=== DATASET ENTRIES ===
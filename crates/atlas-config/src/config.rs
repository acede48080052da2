//! Configuration structs with sensible defaults and RON persistence.

use std::path::{Path, PathBuf};

use serde::{Deserialize, Serialize};

use crate::error::ConfigError;

/// Smallest accepted world scale (diameter) in blocks.
pub const MIN_WORLD_SCALE: i32 = 1_000;

/// Largest accepted world scale (diameter) in blocks.
pub const MAX_WORLD_SCALE: i32 = 200_000;

/// Top-level configuration.
#[derive(Debug, Clone, Default, Serialize, Deserialize, PartialEq)]
#[serde(default)]
pub struct Config {
    /// World generation settings.
    pub generation: GenerationConfig,
    /// Control map location.
    pub maps: MapsConfig,
    /// Debug/development settings.
    pub debug: DebugConfig,
}

/// World generation settings consumed by the map-driven fields.
#[derive(Debug, Clone, Serialize, Deserialize, PartialEq)]
#[serde(default)]
pub struct GenerationConfig {
    /// World seed. Drives the climate index noise.
    pub seed: u64,
    /// Horizontal world scale (diameter) in blocks. Stretches the maps along X.
    pub horizontal_world_scale: i32,
    /// Vertical world scale (diameter) in blocks. Distance between the poles.
    pub vertical_world_scale: i32,
    /// Generate continents from `continent.png`.
    pub continent_from_map: bool,
    /// Generate base land height and ocean depth from `altitude.png`.
    pub altitude_from_map: bool,
    /// Generate hotspots from `hotspots.png`.
    pub hotspots_from_map: bool,
    /// Generate temperature, rainfall and rainfall variance from `koppen.png`.
    pub koppen_from_map: bool,
    /// Pole offset in blocks.
    pub pole_offset: i32,
    /// Whether latitude wraps around past the poles.
    pub pole_looping: bool,
}

/// Where the control maps live.
#[derive(Debug, Clone, Serialize, Deserialize, PartialEq)]
#[serde(default)]
pub struct MapsConfig {
    /// Directory holding `<name>.png` for every control map.
    pub directory: PathBuf,
}

/// Debug/development configuration.
#[derive(Debug, Clone, Serialize, Deserialize, PartialEq)]
#[serde(default)]
pub struct DebugConfig {
    /// Log level override (e.g., "debug", "info", "warn").
    pub log_level: String,
}

impl Default for GenerationConfig {
    fn default() -> Self {
        Self {
            seed: 0,
            horizontal_world_scale: 40_000,
            vertical_world_scale: 40_000,
            continent_from_map: true,
            altitude_from_map: true,
            hotspots_from_map: true,
            koppen_from_map: true,
            pole_offset: 10_000,
            pole_looping: false,
        }
    }
}

impl GenerationConfig {
    /// Check that both world scales are within [`MIN_WORLD_SCALE`, `MAX_WORLD_SCALE`].
    pub fn validate(&self) -> Result<(), ConfigError> {
        for (axis, scale) in [
            ("horizontal_world_scale", self.horizontal_world_scale),
            ("vertical_world_scale", self.vertical_world_scale),
        ] {
            if !(MIN_WORLD_SCALE..=MAX_WORLD_SCALE).contains(&scale) {
                return Err(ConfigError::Invalid(format!(
                    "{axis} {scale} is outside {MIN_WORLD_SCALE}..={MAX_WORLD_SCALE}"
                )));
            }
        }
        Ok(())
    }

    /// Returns `true` if any control map is enabled.
    pub fn any_map_enabled(&self) -> bool {
        self.continent_from_map
            || self.altitude_from_map
            || self.hotspots_from_map
            || self.koppen_from_map
    }
}

impl Default for MapsConfig {
    fn default() -> Self {
        Self {
            directory: PathBuf::from("maps"),
        }
    }
}

impl Default for DebugConfig {
    fn default() -> Self {
        Self {
            log_level: "info".to_string(),
        }
    }
}

// --- Load / Save / Reload ---

impl Config {
    /// Load config from the given directory, or create a default config file.
    pub fn load_or_create(config_dir: &Path) -> Result<Self, ConfigError> {
        let config_path = config_dir.join("config.ron");

        if config_path.exists() {
            let contents = std::fs::read_to_string(&config_path).map_err(ConfigError::ReadError)?;
            let config: Config = ron::from_str(&contents).map_err(ConfigError::ParseError)?;
            config.generation.validate()?;
            log::info!("Loaded config from {}", config_path.display());
            Ok(config)
        } else {
            let config = Config::default();
            config.save(config_dir)?;
            log::info!("Created default config at {}", config_path.display());
            Ok(config)
        }
    }

    /// Save config to the given directory as `config.ron`.
    pub fn save(&self, config_dir: &Path) -> Result<(), ConfigError> {
        std::fs::create_dir_all(config_dir).map_err(ConfigError::WriteError)?;

        let config_path = config_dir.join("config.ron");
        let pretty = ron::ser::PrettyConfig::new()
            .depth_limit(3)
            .separate_tuple_members(true)
            .enumerate_arrays(false);

        let serialized =
            ron::ser::to_string_pretty(self, pretty).map_err(ConfigError::SerializeError)?;

        std::fs::write(&config_path, serialized).map_err(ConfigError::WriteError)?;
        Ok(())
    }

    /// Hot-reload: returns `Some(new_config)` if the file changed, `None` otherwise.
    ///
    /// A changed map directory or world scale invalidates every cache built from
    /// the old values; the caller is expected to clear its world session.
    pub fn reload(&self, config_dir: &Path) -> Result<Option<Self>, ConfigError> {
        let config_path = config_dir.join("config.ron");
        let contents = std::fs::read_to_string(&config_path).map_err(ConfigError::ReadError)?;
        let new_config: Config = ron::from_str(&contents).map_err(ConfigError::ParseError)?;
        new_config.generation.validate()?;

        if &new_config != self {
            log::info!("Config reloaded with changes");
            Ok(Some(new_config))
        } else {
            Ok(None)
        }
    }
}

#[cfg(test)]
mod tests {
    use super::*;

    #[test]
    fn test_default_config_serializes() {
        let config = Config::default();
        let ron_str =
            ron::ser::to_string_pretty(&config, ron::ser::PrettyConfig::new().depth_limit(3))
                .unwrap();
        assert!(!ron_str.is_empty());
        assert!(ron_str.contains("horizontal_world_scale: 40000"));
        assert!(ron_str.contains("koppen_from_map: true"));
    }

    #[test]
    fn test_roundtrip_preserves_values() {
        let mut config = Config::default();
        config.generation.seed = 1234;
        config.generation.pole_looping = true;
        config.maps.directory = PathBuf::from("/srv/world/maps");

        let ron_str = ron::ser::to_string_pretty(&config, ron::ser::PrettyConfig::new()).unwrap();
        let parsed: Config = ron::from_str(&ron_str).unwrap();
        assert_eq!(parsed, config);
    }

    #[test]
    fn test_missing_fields_use_defaults() {
        let ron_str = "(generation: (seed: 99))";
        let config: Config = ron::from_str(ron_str).unwrap();
        assert_eq!(config.generation.seed, 99);
        assert_eq!(config.generation.vertical_world_scale, 40_000);
        assert!(config.generation.continent_from_map);
        assert_eq!(config.maps, MapsConfig::default());
    }

    #[test]
    fn test_load_or_create_writes_default() {
        let dir = tempfile::tempdir().unwrap();
        let config = Config::load_or_create(dir.path()).unwrap();
        assert_eq!(config, Config::default());
        assert!(dir.path().join("config.ron").exists());

        let loaded = Config::load_or_create(dir.path()).unwrap();
        assert_eq!(loaded, config);
    }

    #[test]
    fn test_reload_detects_changes() {
        let dir = tempfile::tempdir().unwrap();
        let config = Config::default();
        config.save(dir.path()).unwrap();

        let mut modified = config.clone();
        modified.generation.horizontal_world_scale = 80_000;
        modified.save(dir.path()).unwrap();

        let result = config.reload(dir.path()).unwrap();
        assert!(result.is_some());
        assert_eq!(result.unwrap().generation.horizontal_world_scale, 80_000);
    }

    #[test]
    fn test_reload_no_changes() {
        let dir = tempfile::tempdir().unwrap();
        let config = Config::default();
        config.save(dir.path()).unwrap();

        let result = config.reload(dir.path()).unwrap();
        assert!(result.is_none());
    }

    #[test]
    fn test_validate_rejects_out_of_range_scale() {
        let mut generation = GenerationConfig::default();
        assert!(generation.validate().is_ok());

        generation.vertical_world_scale = 10;
        let err = generation.validate().unwrap_err();
        assert!(
            err.to_string().contains("vertical_world_scale"),
            "error should name the field: {err}"
        );

        generation.vertical_world_scale = 40_000;
        generation.horizontal_world_scale = MAX_WORLD_SCALE + 1;
        assert!(matches!(generation.validate(), Err(ConfigError::Invalid(_))));
    }

    #[test]
    fn test_load_rejects_invalid_scale() {
        let dir = tempfile::tempdir().unwrap();
        let mut config = Config::default();
        config.generation.horizontal_world_scale = 0;
        config.save(dir.path()).unwrap();

        assert!(matches!(
            Config::load_or_create(dir.path()),
            Err(ConfigError::Invalid(_))
        ));
    }

    #[test]
    fn test_any_map_enabled() {
        let mut generation = GenerationConfig::default();
        assert!(generation.any_map_enabled());
        generation.continent_from_map = false;
        generation.altitude_from_map = false;
        generation.hotspots_from_map = false;
        generation.koppen_from_map = false;
        assert!(!generation.any_map_enabled());
    }

    #[test]
    fn test_invalid_ron_produces_error() {
        let result: Result<Config, _> = ron::from_str("{{not valid}}");
        assert!(result.is_err());
    }

    #[test]
    fn test_ron_comments_preserved() {
        let ron_str = "// This is a comment\n(\n  // Another comment\n)";
        let config: Config = ron::from_str(ron_str).unwrap();
        assert_eq!(config, Config::default());
    }
}
use std::collections::VecDeque;

use super::{DistanceMap, MAX_DISTANCE};
use crate::fields::ContinentField;
use crate::sampler::RasterSampler;

/// Distances above this shrink as they spread; at or below it they grow.
const SPREAD_PIVOT: i8 = 40;

/// Value handed to a neighbour during the fill.
fn spread(d: i8) -> i8 {
    let step = if d > SPREAD_PIVOT { -1 } else { 1 };
    (d + step).clamp(0, MAX_DISTANCE)
}

/// Distance from the western map edge, accumulated eastward over land.
///
/// A west-to-east sweep grows distances over land by local averaging and
/// decays them by 2 per column over ocean. A breadth-first pass then fills
/// every pixel left at zero from its land neighbours.
#[derive(Clone, Debug)]
pub struct WestCoastDistanceCache {
    sampler: RasterSampler,
    map: DistanceMap,
}

impl WestCoastDistanceCache {
    pub fn build(continent: &ContinentField) -> Self {
        let sampler = continent.sampler().clone();
        let (width, height) = (sampler.width(), sampler.height());
        let mut map = DistanceMap::new(width, height);
        let land: Vec<bool> = (0..height)
            .flat_map(|z| (0..width).map(move |x| (x, z)))
            .map(|(x, z)| !continent.is_ocean_pixel(x as i64, z as i64))
            .collect();

        for x in 1..width {
            for z in 0..height {
                let previous = map.get(x - 1, z) as i32;
                let value = if !land[map.index(x, z)] {
                    (previous - 2).max(0)
                } else {
                    let (sum, count) = [-2_i64, -1, 1, 2]
                        .into_iter()
                        .map(|dz| z as i64 + dz)
                        .filter(|&nz| nz >= 0 && nz < height as i64)
                        .fold((previous, 1), |(sum, count), nz| {
                            (sum + map.get(x - 1, nz as u32) as i32, count + 1)
                        });
                    (sum as f64 / count as f64).ceil() as i32 + 1
                };
                map.set(x, z, value.min(MAX_DISTANCE as i32) as i8);
            }
        }

        let mut explored = vec![false; land.len()];
        let mut queue = VecDeque::new();
        for z in 0..height {
            for x in 0..width {
                let i = map.index(x, z);
                if land[i] && map.get(x, z) > 0 {
                    explored[i] = true;
                    queue.push_back((x, z));
                }
            }
        }
        map.propagate(queue, &mut explored, spread);

        tracing::info!(width, height, "West coast distance cache built");
        Self { sampler, map }
    }

    pub fn map(&self) -> &DistanceMap {
        &self.map
    }

    /// Blended distance at grid point `(grid_x, grid_z)`, never negative.
    pub fn distance(&self, grid_x: i32, grid_z: i32) -> i8 {
        let cell = self.sampler.cell(grid_x as f64, grid_z as f64);
        let corners = cell.corners().map(|(x, z)| self.map.get(x, z) as f64);
        cell.blend(corners).round().max(0.0) as i8
    }
}
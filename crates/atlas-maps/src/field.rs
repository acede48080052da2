//! The scalar field interface installed into the host generator's noise slots.

use std::sync::Arc;

/// A scalar field over grid coordinates.
pub trait Field2D: Send + Sync {
    fn value(&self, x: f64, z: f64) -> f64;
}

impl<F: Field2D + ?Sized> Field2D for &F {
    fn value(&self, x: f64, z: f64) -> f64 {
        (**self).value(x, z)
    }
}

impl<F: Field2D + ?Sized> Field2D for Box<F> {
    fn value(&self, x: f64, z: f64) -> f64 {
        (**self).value(x, z)
    }
}

impl<F: Field2D + ?Sized> Field2D for Arc<F> {
    fn value(&self, x: f64, z: f64) -> f64 {
        (**self).value(x, z)
    }
}
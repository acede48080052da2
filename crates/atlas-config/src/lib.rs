//! Configuration for map-driven world generation.
//!
//! Settings persist to disk as RON files, accept CLI overrides via clap, and
//! deserialize with per-section defaults so older files keep loading.

mod cli;
mod config;
mod error;

pub use cli::CliArgs;
pub use config::{
    Config, DebugConfig, GenerationConfig, MAX_WORLD_SCALE, MIN_WORLD_SCALE, MapsConfig,
};
pub use error::ConfigError;
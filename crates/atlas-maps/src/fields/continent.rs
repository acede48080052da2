use crate::error::MapError;
use crate::field::Field2D;
use crate::raster::{MapLocator, MapName, RasterCache};
use crate::sampler::RasterSampler;
use crate::units::WorldScale;

/// Continent values at or below this are ocean.
pub const OCEAN_THRESHOLD: f64 = 4.4;

/// Continent value in `[0, 10]` for a brightness in `[0, 255]`.
#[inline]
pub fn continent_value(brightness: f64) -> f64 {
    brightness / 255.0 * 10.0
}

#[inline]
pub fn is_ocean_value(value: f64) -> bool {
    value <= OCEAN_THRESHOLD
}

/// Land/ocean outline from `continent.png`.
#[derive(Clone, Debug)]
pub struct ContinentField {
    sampler: RasterSampler,
}

impl ContinentField {
    pub fn new(sampler: RasterSampler) -> Self {
        Self { sampler }
    }

    pub fn load(
        cache: &RasterCache,
        locator: &dyn MapLocator,
        scale: WorldScale,
    ) -> Result<Self, MapError> {
        RasterSampler::load(cache, locator, MapName::Continent.as_str(), scale).map(Self::new)
    }

    pub fn sampler(&self) -> &RasterSampler {
        &self.sampler
    }

    /// Interpolated continent value at grid point `(x, z)`.
    pub fn continent(&self, x: f64, z: f64) -> f64 {
        continent_value(self.sampler.sample(x, z))
    }

    pub fn is_ocean(&self, x: f64, z: f64) -> bool {
        is_ocean_value(self.continent(x, z))
    }

    /// Whether raster pixel `(px, pz)` is ocean. Pixels outside the raster are not.
    pub fn is_ocean_pixel(&self, px: i64, pz: i64) -> bool {
        let raster = self.sampler.raster();
        if px < 0 || pz < 0 || px >= raster.width() as i64 || pz >= raster.height() as i64 {
            return false;
        }
        is_ocean_value(continent_value(self.sampler.brightness_at(px, pz)))
    }
}

impl Field2D for ContinentField {
    fn value(&self, x: f64, z: f64) -> f64 {
        self.continent(x, z)
    }
}
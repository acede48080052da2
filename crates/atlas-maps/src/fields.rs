//! Map-derived fields: each wraps a [`RasterSampler`](crate::RasterSampler)
//! and turns sampled brightness (or palette color) into a physical value.

mod altitude;
mod continent;
mod hotspot;
mod koppen;

pub use altitude::{
    Altitude, AltitudeField, MAX_LAND_HEIGHT, MAX_OCEAN_DEPTH, SEA_LEVEL_BRIGHTNESS,
    land_height_from_brightness, ocean_depth_from_brightness,
};
pub use continent::{ContinentField, OCEAN_THRESHOLD, continent_value, is_ocean_value};
pub use hotspot::{HotspotAge, HotspotAgeField, HotspotField};
pub use koppen::{ClimateInterpolation, KoppenField};
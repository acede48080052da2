//! Raster-resolution distance transforms built once per world from the continent map.
//!
//! Both caches store one signed byte per raster pixel and answer queries at
//! integer grid coordinates through the continent sampler's mapping.

use std::collections::VecDeque;

mod ocean;
mod west_coast;

pub use ocean::{COASTAL_OCEAN, OCEAN, OceanDistanceCache};
pub use west_coast::WestCoastDistanceCache;

/// Largest stored distance.
pub const MAX_DISTANCE: i8 = 127;

/// 8-connected neighbour offsets.
pub const NEIGHBORS_8: [(i32, i32); 8] = [
    (-1, 0),
    (1, 0),
    (0, -1),
    (0, 1),
    (-1, -1),
    (1, -1),
    (-1, 1),
    (1, 1),
];

fn neighbors_in(width: u32, height: u32, x: u32, z: u32) -> impl Iterator<Item = (u32, u32)> {
    NEIGHBORS_8.iter().filter_map(move |&(dx, dz)| {
        let nx = x as i64 + dx as i64;
        let nz = z as i64 + dz as i64;
        (nx >= 0 && nz >= 0 && nx < width as i64 && nz < height as i64)
            .then_some((nx as u32, nz as u32))
    })
}

/// A dense, row-major grid of signed distances.
#[derive(Clone, Debug, PartialEq, Eq)]
pub struct DistanceMap {
    width: u32,
    height: u32,
    values: Vec<i8>,
}

impl DistanceMap {
    pub(crate) fn new(width: u32, height: u32) -> Self {
        Self {
            width,
            height,
            values: vec![0; width as usize * height as usize],
        }
    }

    pub fn width(&self) -> u32 {
        self.width
    }

    pub fn height(&self) -> u32 {
        self.height
    }

    #[inline]
    pub fn index(&self, x: u32, z: u32) -> usize {
        z as usize * self.width as usize + x as usize
    }

    #[inline]
    pub fn get(&self, x: u32, z: u32) -> i8 {
        self.values[self.index(x, z)]
    }

    #[inline]
    pub(crate) fn set(&mut self, x: u32, z: u32, value: i8) {
        let i = self.index(x, z);
        self.values[i] = value;
    }

    pub fn values(&self) -> &[i8] {
        &self.values
    }

    /// In-bounds 8-neighbours of `(x, z)`.
    pub fn neighbors(&self, x: u32, z: u32) -> impl Iterator<Item = (u32, u32)> + use<> {
        neighbors_in(self.width, self.height, x, z)
    }

    /// Multi-source breadth-first fill.
    ///
    /// Every dequeued pixel hands `next(current)` to each 8-neighbour that
    /// still holds `0` and has not been explored; those neighbours are
    /// enqueued in turn.
    pub(crate) fn propagate(
        &mut self,
        mut queue: VecDeque<(u32, u32)>,
        explored: &mut [bool],
        next: impl Fn(i8) -> i8,
    ) {
        while let Some((x, z)) = queue.pop_front() {
            let value = next(self.get(x, z));
            for (nx, nz) in self.neighbors(x, z) {
                let i = self.index(nx, nz);
                if self.values[i] == 0 && !explored[i] {
                    self.values[i] = value;
                    explored[i] = true;
                    queue.push_back((nx, nz));
                }
            }
        }
    }

    /// Histogram of stored values, indexed by `value + 128`.
    pub fn histogram(&self) -> [usize; 256] {
        let mut counts = [0usize; 256];
        for &v in &self.values {
            counts[(v as i16 + 128) as usize] += 1;
        }
        counts
    }
}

=== BRIEF ===
Filter the entries above and return only the lines holding "atlas".

=== TASK ANSWER ===
filename crates/atlas-config/src/config.rs
filename crates/atlas-maps/src/field.rs
filename crates/atlas-config/src/lib.rs
filename crates/atlas-maps/src/fields/continent.rs
filename crates/atlas-maps/src/fields.rs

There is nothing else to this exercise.